Saved data entries:
//! Writes [`Container`]s into a [`GraphStore`] in three phases.
//!
//! ```text
//! GraphLoader<Pending> --create_indexes--> GraphLoader<Indexed>
//!                      --create_nodes----> GraphLoader<NodesLoaded>
//!                      --create_relationships--> LoadReport
//! ```
//!
//! The phase order is carried in the type, so relationships can only be
//! written once every node of every container has been merged.

use std::collections::{BTreeSet, HashSet};
use std::marker::PhantomData;
use std::sync::atomic::{AtomicUsize, Ordering};
use std::thread;
use std::time::{Duration, Instant};

use serde::Serialize;
use tracing::{debug, info, warn};

use crate::domain::EdgePolicy;
use crate::error::KiraError;
use crate::graph::{Container, Edge, KeyValue, NodeRef, NodeSet, RelationshipSet};
use crate::graphdb::{GraphStore, RetryPolicy, validate_identifier};

/// Unresolved edges logged individually per relationship set before the
/// remainder is summarised.
const UNRESOLVED_LOG_LIMIT: usize = 25;

#[derive(Debug, Clone, Copy)]
pub struct LoaderOptions {
    pub batch_size: usize,
    pub workers: usize,
    pub edge_policy: EdgePolicy,
    pub retry: RetryPolicy,
}

impl Default for LoaderOptions {
    fn default() -> Self {
        Self {
            batch_size: 1000,
            workers: 1,
            edge_policy: EdgePolicy::Skip,
            retry: RetryPolicy::default(),
        }
    }
}

#[derive(Debug, Clone, Default, Serialize)]
pub struct LoadReport {
    pub indexes: usize,
    pub nodes_written: usize,
    pub duplicate_keys: usize,
    pub relationships_written: usize,
    pub relationships_skipped: usize,
    pub index_ms: u64,
    pub node_ms: u64,
    pub relationship_ms: u64,
}

pub struct Pending;
pub struct Indexed;
pub struct NodesLoaded;

pub struct GraphLoader<'a, G: GraphStore + ?Sized, State = Pending> {
    store: &'a G,
    options: LoaderOptions,
    containers: &'a [Container],
    report: LoadReport,
    state: PhantomData<State>,
}

impl<'a, G: GraphStore + ?Sized> GraphLoader<'a, G, Pending> {
    pub fn new(store: &'a G, options: LoaderOptions, containers: &'a [Container]) -> Self {
        Self {
            store,
            options,
            containers,
            report: LoadReport::default(),
            state: PhantomData,
        }
    }

    /// Runs all three phases.
    pub fn load(self) -> Result<LoadReport, KiraError> {
        self.create_indexes()?.create_nodes()?.create_relationships()
    }

    /// Ensures a unique index for every (label, key) a node set or a
    /// relationship endpoint uses.
    pub fn create_indexes(mut self) -> Result<GraphLoader<'a, G, Indexed>, KiraError> {
        let started = Instant::now();
        let mut targets = BTreeSet::new();
        for container in self.containers {
            for nodeset in container.nodesets() {
                targets.insert(nodeset.node_ref());
            }
            for relset in container.relationshipsets() {
                validate_identifier(relset.rel_type())?;
                targets.insert(relset.start().clone());
                targets.insert(relset.end().clone());
            }
        }

        for target in &targets {
            validate_identifier(&target.label)?;
            validate_identifier(&target.key)?;
            let operation = format!("index {}.{}", target.label, target.key);
            self.options
                .retry
                .run(&operation, || self.store.ensure_unique_index(target))?;
        }

        self.report.indexes = targets.len();
        self.report.index_ms = millis(started.elapsed());
        info!(indexes = targets.len(), "phase=Index; done");
        Ok(self.advance())
    }
}

impl<'a, G: GraphStore + ?Sized> GraphLoader<'a, G, Indexed> {
    /// Merges every node set. Sets sharing a (label, key) are written in
    /// container order by one worker; distinct groups run concurrently.
    pub fn create_nodes(mut self) -> Result<GraphLoader<'a, G, NodesLoaded>, KiraError> {
        let started = Instant::now();
        let groups = group_nodesets(self.containers);
        let store = self.store;
        let options = self.options;

        let results = parallel_map(options.workers, groups.len(), |index| {
            let (target, sets) = &groups[index];
            write_node_group(store, &options, target, sets)
        });

        let mut written = 0;
        for result in results {
            written += result?;
        }
        self.report.nodes_written = written;
        self.report.duplicate_keys = self
            .containers
            .iter()
            .map(Container::duplicate_count)
            .sum();
        self.report.node_ms = millis(started.elapsed());
        info!(
            nodes = written,
            duplicates = self.report.duplicate_keys,
            groups = groups.len(),
            "phase=Nodes; done"
        );
        Ok(self.advance())
    }
}

impl<G: GraphStore + ?Sized> GraphLoader<'_, G, NodesLoaded> {
    /// Merges every relationship set, sequentially and in container order.
    pub fn create_relationships(mut self) -> Result<LoadReport, KiraError> {
        let started = Instant::now();
        for container in self.containers {
            for relset in container.relationshipsets() {
                let (written, skipped) = self.write_relationship_set(relset)?;
                self.report.relationships_written += written;
                self.report.relationships_skipped += skipped;
            }
        }
        self.report.relationship_ms = millis(started.elapsed());
        info!(
            relationships = self.report.relationships_written,
            skipped = self.report.relationships_skipped,
            "phase=Relationships; done"
        );
        Ok(self.report)
    }

    fn write_relationship_set(&self, relset: &RelationshipSet) -> Result<(usize, usize), KiraError> {
        if relset.is_empty() {
            return Ok((0, 0));
        }
        let operation = format!(
            "merge {}:{}->{}",
            relset.rel_type(),
            relset.start().label,
            relset.end().label
        );
        let mut written = 0;
        let mut skipped = 0;

        for batch in relset.edges().chunks(self.options.batch_size.max(1)) {
            let starts = self.resolve(relset.start(), batch.iter().map(|edge| &edge.start))?;
            let ends = self.resolve(relset.end(), batch.iter().map(|edge| &edge.end))?;

            let mut resolved: Vec<Edge> = Vec::with_capacity(batch.len());
            for edge in batch {
                let missing = if !starts.contains(&edge.start) {
                    Some((relset.start(), &edge.start))
                } else if !ends.contains(&edge.end) {
                    Some((relset.end(), &edge.end))
                } else {
                    None
                };
                let Some((node, key)) = missing else {
                    resolved.push(edge.clone());
                    continue;
                };
                let err = KiraError::UnresolvedEndpoint {
                    rel_type: relset.rel_type().to_string(),
                    label: node.label.clone(),
                    key: key.to_string(),
                };
                if self.options.edge_policy == EdgePolicy::Fail {
                    return Err(err);
                }
                if skipped < UNRESOLVED_LOG_LIMIT {
                    warn!(error = %err, "skipping relationship");
                }
                skipped += 1;
            }

            if !resolved.is_empty() {
                written += self.options.retry.run(&operation, || {
                    self.store
                        .merge_relationships(relset.rel_type(), relset.start(), relset.end(), &resolved)
                })?;
            }
            debug!(
                rel_type = relset.rel_type(),
                batch = batch.len(),
                written,
                "relationship batch"
            );
        }

        if skipped > UNRESOLVED_LOG_LIMIT {
            warn!(
                rel_type = relset.rel_type(),
                skipped,
                "further unresolved relationships not logged individually"
            );
        }
        Ok((written, skipped))
    }

    fn resolve<'k>(
        &self,
        node: &NodeRef,
        keys: impl Iterator<Item = &'k KeyValue>,
    ) -> Result<HashSet<KeyValue>, KiraError> {
        let distinct: Vec<KeyValue> = keys
            .collect::<BTreeSet<_>>()
            .into_iter()
            .cloned()
            .collect();
        let operation = format!("resolve {}.{}", node.label, node.key);
        self.options
            .retry
            .run(&operation, || self.store.resolve_nodes(node, &distinct))
    }
}

impl<'a, G: GraphStore + ?Sized, State> GraphLoader<'a, G, State> {
    pub fn report(&self) -> &LoadReport {
        &self.report
    }

    fn advance<Next>(self) -> GraphLoader<'a, G, Next> {
        GraphLoader {
            store: self.store,
            options: self.options,
            containers: self.containers,
            report: self.report,
            state: PhantomData,
        }
    }
}

fn group_nodesets(containers: &[Container]) -> Vec<(NodeRef, Vec<&NodeSet>)> {
    let mut groups: Vec<(NodeRef, Vec<&NodeSet>)> = Vec::new();
    for nodeset in containers.iter().flat_map(Container::nodesets) {
        let target = nodeset.node_ref();
        match groups.iter_mut().find(|(existing, _)| *existing == target) {
            Some((_, sets)) => sets.push(nodeset),
            None => groups.push((target, vec![nodeset])),
        }
    }
    groups
}

fn write_node_group<G: GraphStore + ?Sized>(
    store: &G,
    options: &LoaderOptions,
    target: &NodeRef,
    sets: &[&NodeSet],
) -> Result<usize, KiraError> {
    let operation = format!("merge {}", target.label);
    let mut written = 0;
    for nodeset in sets {
        for batch in nodeset.records().chunks(options.batch_size.max(1)) {
            written += options
                .retry
                .run(&operation, || store.merge_nodes(target, batch))?;
            debug!(label = %target.label, batch = batch.len(), "node batch");
        }
    }
    Ok(written)
}

/// Applies `job` to `0..len` on up to `workers` scoped threads, returning
/// results in index order.
pub(crate) fn parallel_map<T, F>(workers: usize, len: usize, job: F) -> Vec<T>
where
    T: Send,
    F: Fn(usize) -> T + Sync,
{
    if workers <= 1 || len <= 1 {
        return (0..len).map(job).collect();
    }

    let next = AtomicUsize::new(0);
    let mut indexed: Vec<(usize, T)> = thread::scope(|scope| {
        let handles: Vec<_> = (0..workers.min(len))
            .map(|_| {
                let next = &next;
                let job = &job;
                scope.spawn(move || {
                    let mut done = Vec::new();
                    loop {
                        let index = next.fetch_add(1, Ordering::Relaxed);
                        if index >= len {
                            break;
                        }
                        done.push((index, job(index)));
                    }
                    done
                })
            })
            .collect();

        handles
            .into_iter()
            .flat_map(|handle| match handle.join() {
                Ok(done) => done,
                Err(panic) => std::panic::resume_unwind(panic),
            })
            .collect()
    });
    indexed.sort_by_key(|(index, _)| *index);
    indexed.into_iter().map(|(_, value)| value).collect()
}

fn millis(elapsed: Duration) -> u64 {
    u64::try_from(elapsed.as_millis()).unwrap_or(u64::MAX)
}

* ASSIGNMENT: Lines with the word "label" in them are the answer; report each one from the data.

* ANSWER BOX:
    /// Ensures a unique index for every (label, key) a node set or a
            validate_identifier(&target.label)?;
            let operation = format!("index {}.{}", target.label, target.key);
    /// Merges every node set. Sets sharing a (label, key) are written in
            relset.start().label,
            relset.end().label
                    label: node.label.clone(),
        let operation = format!("resolve {}.{}", node.label, node.key);
    let operation = format!("merge {}", target.label);
            debug!(label = %target.label, batch = batch.len(), "node batch");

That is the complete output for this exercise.